A WASViking® oferece três modelos de operação que correspondem a como as relações entre parceiro e cliente funcionam de fato. O modelo é declarado por acesso de cliente e imposto no código em todas as views.
Os três modelos
| Modelo | Visibilidade de postura para o parceiro | Indicado para |
|---|---|---|
| Customer-managed (gerenciado pelo cliente) | Nenhuma. O parceiro vê apenas o estado comercial. | Revendas sem uma equipe de operações de segurança. |
| Co-managed (gestão compartilhada) | Achados, inventário, SBOM, postura. O cliente mantém a responsabilidade. | MSSPs que apoiam uma equipe interna de segurança. |
| Fully managed (totalmente gerenciado) | Postura completa. O acesso do cliente é somente leitura ou desligado. | Entrega full-service de MSSP, sem operador interno de segurança. |
O que significa "apenas o estado comercial"
Em um acesso customer-managed, o parceiro vê:
- Plano, ciclo de faturamento, status da assinatura.
- Data de renovação.
- Uso e medição em relação ao plano.
- Add-ons configurados.
- Estado do trial e janelas de conversão.
O parceiro NÃO vê:
- Achados, inventário, métricas de postura.
- Histórico de scans, relatórios de scan, evidências.
- Configuração de segurança (RBAC, SAML, chaves de API).
- A trilha de auditoria do cliente.
Este é o modelo certo quando o parceiro é puramente um vendedor comercial e as operações de segurança ficam com o cliente final.
Onde a imposição acontece
A fronteira é imposta em org_link.partner_posture_visible(access):
def partner_posture_visible(access) -> bool:
return access.operating_model != "customer_managed"

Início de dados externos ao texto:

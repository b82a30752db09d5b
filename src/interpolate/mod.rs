//! # 傅里叶插值模块
//!
//! 提供星函数拟合、密网格并行求值与插值编排。
//!
//! ## 子模块
//! - `data`: 插值内核的输入数据束 (原子单位制)
//! - `fourier`: 星函数、SKW 系数拟合与能带求值
//! - `interpolater`: 插值工作流编排
//!
//! ## 依赖关系
//! - 使用 `models/`、`symmetry/`、`units.rs`
//! - 使用 `rayon` + `num_cpus` 并行求值

pub mod data;
pub mod fourier;
pub mod interpolater;

pub use data::{DftData, MomentumMatrix};
pub use interpolater::Interpolater;
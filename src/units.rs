//! # 单位换算常数
//!
//! 插值内核使用原子单位制 (Hartree / Bohr)，而能带结构容器使用
//! DFT 代码惯用的 eV / Å。换算在编排层进出内核处完成。
//!
//! ## 依赖关系
//! - 被 `interpolate/interpolater.rs` 使用

/// 1 Å 对应的 Bohr 数
pub const ANGSTROM: f64 = 1.889_726_124_625_770_2;

/// 1 eV 对应的 Hartree 数
pub const EV: f64 = 0.036_749_322_175_655;
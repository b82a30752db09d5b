//! # 对称性分析模块
//!
//! 提供空间群旋转搜索、倒格矢等价类与不可约 k 点网格计算。
//!
//! ## 子模块
//! - `operations`: 整数旋转矩阵搜索（度规保持 + 原子映射）
//! - `sphere`: 球内格点枚举与对称性轨道分组
//! - `mesh`: 不可约倒空间网格及有符号网格地址
//!
//! ## 依赖关系
//! - 被 `interpolate/interpolater.rs` 使用
//! - 使用 `models/structure.rs`

pub mod mesh;
pub mod operations;
pub mod sphere;

pub use mesh::ir_reciprocal_mesh;
pub use operations::find_rotations;
pub use sphere::{get_equivalences, mesh_dimensions};
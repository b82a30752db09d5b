//! # 空间群旋转搜索
//!
//! 枚举保持晶格度规的整数旋转矩阵，再用原子映射（含分数平移搜索）
//! 筛选出晶体的空间群旋转部分。磁矩不同的同种原子按不同物种处理。
//!
//! ## 算法概述
//! 1. 候选矩阵：元素取值 {-1, 0, 1}，行列式 ±1
//! 2. 度规检验：W·G·Wᵀ = G
//! 3. 原子映射：存在平移 t 使 W·r + t 将修饰原子集映回自身
//!
//! ## 参考
//! - spglib 的旋转搜索思路（约化晶格下候选元素范围 [-1, 1]）
//!
//! ## 依赖关系
//! - 被 `symmetry/sphere.rs` 和 `symmetry/mesh.rs` 调用
//! - 使用 `models/structure.rs` 的 Crystal

use crate::models::Crystal;

/// 磁矩相等判据 (μB)
const MAGMOM_TOL: f64 = 1e-4;

/// 搜索晶体的空间群旋转部分
///
/// `magmom` 给定时，磁矩不同的原子视为不同物种；`symprec` 为
/// 原子位置匹配的笛卡尔距离容差 (Å)。无原子时返回纯晶格点群。
pub fn find_rotations(
    crystal: &Crystal,
    magmom: Option<&[f64]>,
    symprec: f64,
) -> Vec<[[i32; 3]; 3]> {
    let g = crystal.lattice.metric();

    // 度规容差取相对值，与原子位置容差解耦
    let g_max = g
        .iter()
        .flatten()
        .fold(0.0_f64, |acc, &x| acc.max(x.abs()));
    let metric_tol = 1e-5 * g_max.max(1.0);

    let mut rotations = Vec::new();

    for index in 0..19683 {
        let w = decode_candidate(index);

        if det3_i32(&w).abs() != 1 {
            continue;
        }
        if !preserves_metric(&w, &g, metric_tol) {
            continue;
        }
        if crystal.atoms.is_empty() || maps_atoms(crystal, magmom, &w, symprec) {
            rotations.push(w);
        }
    }

    rotations
}

/// 以 3 进制展开枚举元素取值 {-1, 0, 1} 的候选矩阵
fn decode_candidate(mut index: usize) -> [[i32; 3]; 3] {
    let mut w = [[0i32; 3]; 3];
    for row in &mut w {
        for entry in row.iter_mut() {
            *entry = (index % 3) as i32 - 1;
            index /= 3;
        }
    }
    w
}

/// 3x3 整数矩阵行列式
fn det3_i32(m: &[[i32; 3]; 3]) -> i32 {
    m[0][0] * (m[1][1] * m[2][2] - m[1][2] * m[2][1])
        - m[0][1] * (m[1][0] * m[2][2] - m[1][2] * m[2][0])
        + m[0][2] * (m[1][0] * m[2][1] - m[1][1] * m[2][0])
}

/// 检验 W·G·Wᵀ = G
fn preserves_metric(w: &[[i32; 3]; 3], g: &[[f64; 3]; 3], tol: f64) -> bool {
    for i in 0..3 {
        for j in 0..3 {
            let mut entry = 0.0;
            for k in 0..3 {
                for l in 0..3 {
                    entry += w[i][k] as f64 * g[k][l] * w[j][l] as f64;
                }
            }
            if (entry - g[i][j]).abs() > tol {
                return false;
            }
        }
    }
    true
}

/// 整数旋转作用于分数坐标
fn apply_rotation(w: &[[i32; 3]; 3], r: &[f64; 3]) -> [f64; 3] {
    [
        w[0][0] as f64 * r[0] + w[0][1] as f64 * r[1] + w[0][2] as f64 * r[2],
        w[1][0] as f64 * r[0] + w[1][1] as f64 * r[1] + w[1][2] as f64 * r[2],
        w[2][0] as f64 * r[0] + w[2][1] as f64 * r[1] + w[2][2] as f64 * r[2],
    ]
}

/// 两个原子是否同物种（元素相同，给定磁矩时磁矩也相同）
fn same_species(crystal: &Crystal, magmom: Option<&[f64]>, i: usize, j: usize) -> bool {
    if crystal.atoms[i].element != crystal.atoms[j].element {
        return false;
    }
    match magmom {
        Some(m) if i < m.len() && j < m.len() => (m[i] - m[j]).abs() < MAGMOM_TOL,
        _ => true,
    }
}

/// 周期性边界下两分数坐标的笛卡尔距离
fn periodic_distance(crystal: &Crystal, a: &[f64; 3], b: &[f64; 3]) -> f64 {
    let mut delta = [0.0; 3];
    for i in 0..3 {
        let mut d = a[i] - b[i];
        d -= d.round();
        delta[i] = d;
    }
    let cart = crystal.lattice.frac_to_cart(&delta);
    (cart[0] * cart[0] + cart[1] * cart[1] + cart[2] * cart[2]).sqrt()
}

/// 是否存在平移 t 使 (W, t) 将原子集映回自身
fn maps_atoms(crystal: &Crystal, magmom: Option<&[f64]>, w: &[[i32; 3]; 3], symprec: f64) -> bool {
    // 锚点取原子数最少的物种，减少候选平移数
    let natoms = crystal.atoms.len();
    let mut anchor = 0;
    let mut anchor_count = usize::MAX;
    for i in 0..natoms {
        let count = (0..natoms)
            .filter(|&j| same_species(crystal, magmom, i, j))
            .count();
        if count < anchor_count {
            anchor_count = count;
            anchor = i;
        }
    }

    let rotated_anchor = apply_rotation(w, &crystal.atoms[anchor].position);

    for target in 0..natoms {
        if !same_species(crystal, magmom, anchor, target) {
            continue;
        }
        let t = [
            crystal.atoms[target].position[0] - rotated_anchor[0],
            crystal.atoms[target].position[1] - rotated_anchor[1],
            crystal.atoms[target].position[2] - rotated_anchor[2],
        ];

        let all_mapped = (0..natoms).all(|i| {
            let rotated = apply_rotation(w, &crystal.atoms[i].position);
            let mapped = [rotated[0] + t[0], rotated[1] + t[1], rotated[2] + t[2]];
            (0..natoms).any(|j| {
                same_species(crystal, magmom, i, j)
                    && periodic_distance(crystal, &mapped, &crystal.atoms[j].position) < symprec
            })
        });

        if all_mapped {
            return true;
        }
    }

    false
}

#[cfg(test)]
mod tests {
    use super::*;
    use crate::models::{Atom, Lattice};

    const SYMPREC: f64 = 1e-5;

    #[test]
    fn test_cubic_point_group() {
        let lattice = Lattice::from_parameters(4.0, 4.0, 4.0, 90.0, 90.0, 90.0);
        let crystal = Crystal::new("X", lattice, vec![Atom::new("X", [0.0, 0.0, 0.0])]);

        let rotations = find_rotations(&crystal, None, SYMPREC);
        assert_eq!(rotations.len(), 48);
    }

    #[test]
    fn test_tetragonal_point_group() {
        let lattice = Lattice::from_parameters(4.0, 4.0, 6.0, 90.0, 90.0, 90.0);
        let crystal = Crystal::new("X", lattice, vec![Atom::new("X", [0.0, 0.0, 0.0])]);

        let rotations = find_rotations(&crystal, None, SYMPREC);
        assert_eq!(rotations.len(), 16);
    }

    #[test]
    fn test_decoration_breaks_cubic_symmetry() {
        // 沿 x 轴的双原子修饰：立方点群退化为绕 x 轴的 16 个操作
        let lattice = Lattice::from_parameters(4.0, 4.0, 4.0, 90.0, 90.0, 90.0);
        let crystal = Crystal::new(
            "X2",
            lattice,
            vec![
                Atom::new("X", [0.0, 0.0, 0.0]),
                Atom::new("X", [0.3, 0.0, 0.0]),
            ],
        );

        let rotations = find_rotations(&crystal, None, SYMPREC);
        assert_eq!(rotations.len(), 16);
    }

    #[test]
    fn test_identity_always_present() {
        let lattice = Lattice::from_parameters(3.0, 4.0, 5.0, 90.0, 95.0, 103.0);
        let crystal = Crystal::new("X", lattice, vec![Atom::new("X", [0.1, 0.2, 0.3])]);

        let rotations = find_rotations(&crystal, None, SYMPREC);
        let identity = [[1, 0, 0], [0, 1, 0], [0, 0, 1]];
        assert!(rotations.contains(&identity));
    }

    #[test]
    fn test_magmom_keeps_compatible_rotations() {
        // 反铁磁 CsCl 型修饰：角原子与体心原子磁矩相反，
        // 纯点群旋转（t = 0）仍全部保留
        let lattice = Lattice::from_parameters(4.0, 4.0, 4.0, 90.0, 90.0, 90.0);
        let crystal = Crystal::new(
            "X2",
            lattice,
            vec![
                Atom::new("X", [0.0, 0.0, 0.0]),
                Atom::new("X", [0.5, 0.5, 0.5]),
            ],
        );

        let rotations = find_rotations(&crystal, Some(&[1.0, -1.0]), SYMPREC);
        assert_eq!(rotations.len(), 48);
    }
}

Toda view de detalhe de cliente e todo widget de dashboard chama este gate antes de renderizar dados de postura. As métricas agregadas de postura no dashboard do parceiro excluem explicitamente da soma os acessos customer-managed, de modo que um parceiro com 10 clientes co-managed e 50 clientes customer-managed não vê números agregados falsos.
Definindo o modelo
O modelo de operação é definido no momento da cotação e faz parte do acesso provisionado. Para alterá-lo:
- Abra a página de detalhe do cliente.
- Operating model → Change.
- Escolha o novo modelo e informe um motivo breve.
- Confirme.
Toda alteração emite um evento PartnerAuditLog com o modelo antigo, o
novo e o operador que fez a alteração. A trilha de auditoria do próprio
cliente também reflete a alteração no lado do cliente.

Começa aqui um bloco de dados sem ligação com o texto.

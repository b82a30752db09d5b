//! # 星函数拟合与能带求值
//!
//! 实现 Shankland-Koelling-Wood 傅里叶插值：星函数在数据 k 点处
//! 严格插值，其余自由度由粗糙度泛函 (1 - 0.75x²)² + 0.75x⁶ 正则化，
//! 通过拉格朗日乘子线性方程组求解。密网格求值按 k 点数据并行。
//!
//! ## 参考
//! - Shankland (1971), Koelling & Wood (1986) 展开式
//! - BoltzTraP 系列程序的粗糙度泛函取值 c1 = c2 = 0.75
//!
//! ## 依赖关系
//! - 被 `interpolate/interpolater.rs` 调用
//! - 使用 `interpolate/data.rs` 的 DftData
//! - 使用 `rayon` 进行并行求值

use crate::error::{FourbandError, Result};
use crate::interpolate::data::DftData;
use rayon::prelude::*;
use std::cmp::Ordering;
use std::f64::consts::PI;

/// 粗糙度泛函系数
const C1: f64 = 0.75;
const C2: f64 = 0.75;

/// 计算单个 k 点处所有星函数的值
///
/// S_m(k) = (1/|orbit_m|) Σ_R cos(2π k·R)。轨道对反演封闭时虚部
/// 严格抵消，星函数为实值。
pub fn star_values(equivalences: &[Vec<[i32; 3]>], kpoint: &[f64; 3]) -> Vec<f64> {
    equivalences
        .iter()
        .map(|class| {
            let sum: f64 = class
                .iter()
                .map(|r| {
                    let phase = 2.0
                        * PI
                        * (kpoint[0] * r[0] as f64
                            + kpoint[1] * r[1] as f64
                            + kpoint[2] * r[2] as f64);
                    phase.cos()
                })
                .sum();
            sum / class.len() as f64
        })
        .collect()
}

/// 拟合各能带的星函数展开系数
///
/// 返回形状 [n_bands, n_classes] 的系数数组。零星（零向量类）
/// 系数由数据点处的严格插值条件确定，其余系数最小化粗糙度。
pub fn fit_coefficients(data: &DftData, equivalences: &[Vec<[i32; 3]>]) -> Result<Vec<Vec<f64>>> {
    let nk = data.kpoints.len();
    let nclasses = equivalences.len();

    if nk == 0 {
        return Err(FourbandError::InvalidArgument(
            "cannot fit coefficients without k-points".to_string(),
        ));
    }
    for band in &data.ebands {
        if band.len() != nk {
            return Err(FourbandError::DimensionMismatch {
                expected: nk,
                actual: band.len(),
            });
        }
    }
    if nclasses < nk {
        return Err(FourbandError::FitFailed(format!(
            "{} equivalence classes cannot interpolate {} k-points",
            nclasses, nk
        )));
    }

    let zero_idx = equivalences
        .iter()
        .position(|class| class.contains(&[0, 0, 0]))
        .ok_or_else(|| {
            FourbandError::FitFailed("equivalences do not contain the zero vector".to_string())
        })?;

    let rho = roughness(data.get_lattvec(), equivalences, zero_idx);

    // 星函数矩阵 S[i][m] 与参考点（最后一个 k 点）差分 Δ[i][m]
    let s: Vec<Vec<f64>> = data
        .kpoints
        .iter()
        .map(|k| star_values(equivalences, k))
        .collect();
    let n = nk - 1;
    let delta: Vec<Vec<f64>> = (0..n)
        .map(|i| (0..nclasses).map(|m| s[i][m] - s[n][m]).collect())
        .collect();

    // 拉格朗日乘子方程组 H·λ = e - e_ref，对所有能带共用
    let mut h = vec![vec![0.0; n]; n];
    for i in 0..n {
        for j in 0..=i {
            let mut entry = 0.0;
            for m in 0..nclasses {
                if m != zero_idx {
                    entry += delta[i][m] * delta[j][m] / rho[m];
                }
            }
            h[i][j] = entry;
            h[j][i] = entry;
        }
    }

    let mut coefficients = Vec::with_capacity(data.ebands.len());
    for band in &data.ebands {
        let rhs: Vec<f64> = (0..n).map(|i| band[i] - band[n]).collect();
        let lambda = solve_linear(h.clone(), rhs)?;

        let mut coeffs = vec![0.0; nclasses];
        for m in 0..nclasses {
            if m == zero_idx {
                continue;
            }
            let mut c = 0.0;
            for i in 0..n {
                c += lambda[i] * delta[i][m];
            }
            coeffs[m] = c / rho[m];
        }

        // 零星系数固定参考点处的严格插值
        let mut tail = 0.0;
        for m in 0..nclasses {
            if m != zero_idx {
                tail += coeffs[m] * s[n][m];
            }
        }
        coeffs[zero_idx] = band[n] - tail;

        coefficients.push(coeffs);
    }

    Ok(coefficients)
}

/// 在给定 k 点处并行求值各能带能量
///
/// 返回形状 [n_bands, n_kpoints]，列序与输入 k 点一致（按网格
/// 索引确定性拼接，与线程完成顺序无关）。
pub fn bands_at(
    equivalences: &[Vec<[i32; 3]>],
    coefficients: &[Vec<f64>],
    kpoints: &[[f64; 3]],
    nworkers: usize,
) -> Result<Vec<Vec<f64>>> {
    let pool = rayon::ThreadPoolBuilder::new()
        .num_threads(nworkers)
        .build()
        .map_err(|e| FourbandError::Other(format!("Failed to build thread pool: {}", e)))?;

    let per_kpoint: Vec<Vec<f64>> = pool.install(|| {
        kpoints
            .par_iter()
            .map(|k| {
                let stars = star_values(equivalences, k);
                coefficients
                    .iter()
                    .map(|coeffs| {
                        coeffs
                            .iter()
                            .zip(stars.iter())
                            .map(|(c, s)| c * s)
                            .sum::<f64>()
                    })
                    .collect()
            })
            .collect()
    });

    // 转置为 [能带, k 点]
    let nbands = coefficients.len();
    let mut energies = vec![vec![0.0; kpoints.len()]; nbands];
    for (ik, values) in per_kpoint.iter().enumerate() {
        for (ib, &value) in values.iter().enumerate() {
            energies[ib][ik] = value;
        }
    }

    Ok(energies)
}

/// 生成内核内部顺序（符号优先字典序）的密网格 k 点
pub fn mesh_kpoints(mesh: [usize; 3]) -> Vec<[f64; 3]> {
    let half = [
        (mesh[0] as i64) / 2,
        (mesh[1] as i64) / 2,
        (mesh[2] as i64) / 2,
    ];
    let mut kpoints = Vec::with_capacity(mesh[0] * mesh[1] * mesh[2]);
    for n0 in -half[0]..=half[0] {
        for n1 in -half[1]..=half[1] {
            for n2 in -half[2]..=half[2] {
                kpoints.push([
                    n0 as f64 / mesh[0] as f64,
                    n1 as f64 / mesh[1] as f64,
                    n2 as f64 / mesh[2] as f64,
                ]);
            }
        }
    }
    kpoints.sort_by(sign_first_order);
    kpoints
}

/// 符号优先字典序：(x<0, x, y<0, y, z<0, z)
///
/// 内核生成网格时使用的顺序，非负分量排在负分量之前。
pub(crate) fn sign_first_order(a: &[f64; 3], b: &[f64; 3]) -> Ordering {
    for i in 0..3 {
        let order = (a[i] < 0.0)
            .cmp(&(b[i] < 0.0))
            .then(a[i].partial_cmp(&b[i]).unwrap_or(Ordering::Equal));
        if order != Ordering::Equal {
            return order;
        }
    }
    Ordering::Equal
}

/// 普通字典序 (x, y, z)，对外可见的正则顺序
pub(crate) fn lexicographic_order(a: &[f64; 3], b: &[f64; 3]) -> Ordering {
    for i in 0..3 {
        let order = a[i].partial_cmp(&b[i]).unwrap_or(Ordering::Equal);
        if order != Ordering::Equal {
            return order;
        }
    }
    Ordering::Equal
}

/// 各星的粗糙度 ρ_m = (1 - c1·x²)² + c2·x⁶，x = |R_m|/|R_min|
fn roughness(
    lattice: &[[f64; 3]; 3],
    equivalences: &[Vec<[i32; 3]>],
    zero_idx: usize,
) -> Vec<f64> {
    let norms: Vec<f64> = equivalences
        .iter()
        .map(|class| cart_norm(lattice, &class[0]))
        .collect();
    let r_min = norms
        .iter()
        .enumerate()
        .filter(|&(m, _)| m != zero_idx)
        .map(|(_, &norm)| norm)
        .fold(f64::INFINITY, f64::min);

    norms
        .iter()
        .enumerate()
        .map(|(m, &norm)| {
            if m == zero_idx {
                1.0
            } else {
                let x2 = (norm / r_min).powi(2);
                let base = 1.0 - C1 * x2;
                base * base + C2 * x2.powi(3)
            }
        })
        .collect()
}

fn cart_norm(lattice: &[[f64; 3]; 3], n: &[i32; 3]) -> f64 {
    let frac = [n[0] as f64, n[1] as f64, n[2] as f64];
    let mut cart = [0.0; 3];
    for i in 0..3 {
        cart[i] = frac[0] * lattice[0][i] + frac[1] * lattice[1][i] + frac[2] * lattice[2][i];
    }
    (cart[0] * cart[0] + cart[1] * cart[1] + cart[2] * cart[2]).sqrt()
}

/// 列主元高斯消元求解 A·x = b
fn solve_linear(mut a: Vec<Vec<f64>>, mut b: Vec<f64>) -> Result<Vec<f64>> {
    let n = b.len();
    let scale = a
        .iter()
        .flatten()
        .fold(0.0_f64, |acc, &x| acc.max(x.abs()))
        .max(1.0);

    for col in 0..n {
        let pivot_row = (col..n)
            .max_by(|&i, &j| {
                a[i][col]
                    .abs()
                    .partial_cmp(&a[j][col].abs())
                    .unwrap_or(Ordering::Equal)
            })
            .unwrap_or(col);
        if a[pivot_row][col].abs() < 1e-12 * scale {
            return Err(FourbandError::FitFailed(
                "singular interpolation system (duplicate k-points?)".to_string(),
            ));
        }
        a.swap(col, pivot_row);
        b.swap(col, pivot_row);

        for row in col + 1..n {
            let factor = a[row][col] / a[col][col];
            for k in col..n {
                a[row][k] -= factor * a[col][k];
            }
            b[row] -= factor * b[col];
        }
    }

    let mut x = vec![0.0; n];
    for row in (0..n).rev() {
        let mut sum = b[row];
        for k in row + 1..n {
            sum -= a[row][k] * x[k];
        }
        x[row] = sum / a[row][row];
    }
    Ok(x)
}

O faturamento é desacoplado
O modelo de operação controla o que o parceiro vê. Ele NÃO controla o faturamento. O faturamento permanece consolidado no parceiro, qualquer que seja o modelo.
Essa separação é deliberada. Um acesso customer-managed ainda pode ser faturado ao parceiro se o acordo comercial assim determinar; a única coisa que o modelo muda é a visibilidade operacional.
Trials e modelos de operação
Os acessos de POC / trial têm customer-managed como padrão. O cliente final precisa optar explicitamente por co-managed ou fully-managed durante a configuração do trial. O motivo: em um trial, o cliente está avaliando tanto a plataforma quanto a relação com o parceiro, e abrir mão da visibilidade de postura logo no primeiro dia é uma exigência alta.
O que "fully managed" implica na operação
Quando um acesso é fully-managed, o parceiro é a parte que opera. Implicações práticas:
- O parceiro executa os scans.
- O parceiro faz a triagem dos achados.
- O parceiro cuida das janelas de SLA.
- O parceiro produz as evidências de Compliance e os Posture Shares.
Se o cliente quiser acesso somente leitura no modo fully-managed, o parceiro o convida como usuário Read-only dentro da organização do cliente. O acesso dele é independente do Partner Console.
Padrões
- Padrão de uma nova cotação: customer-managed.
- Após a conversão para pago: permanece como foi cotado. O operador altera explicitamente.
- Padrão por tier: não é configurável hoje. A escolha é por acesso.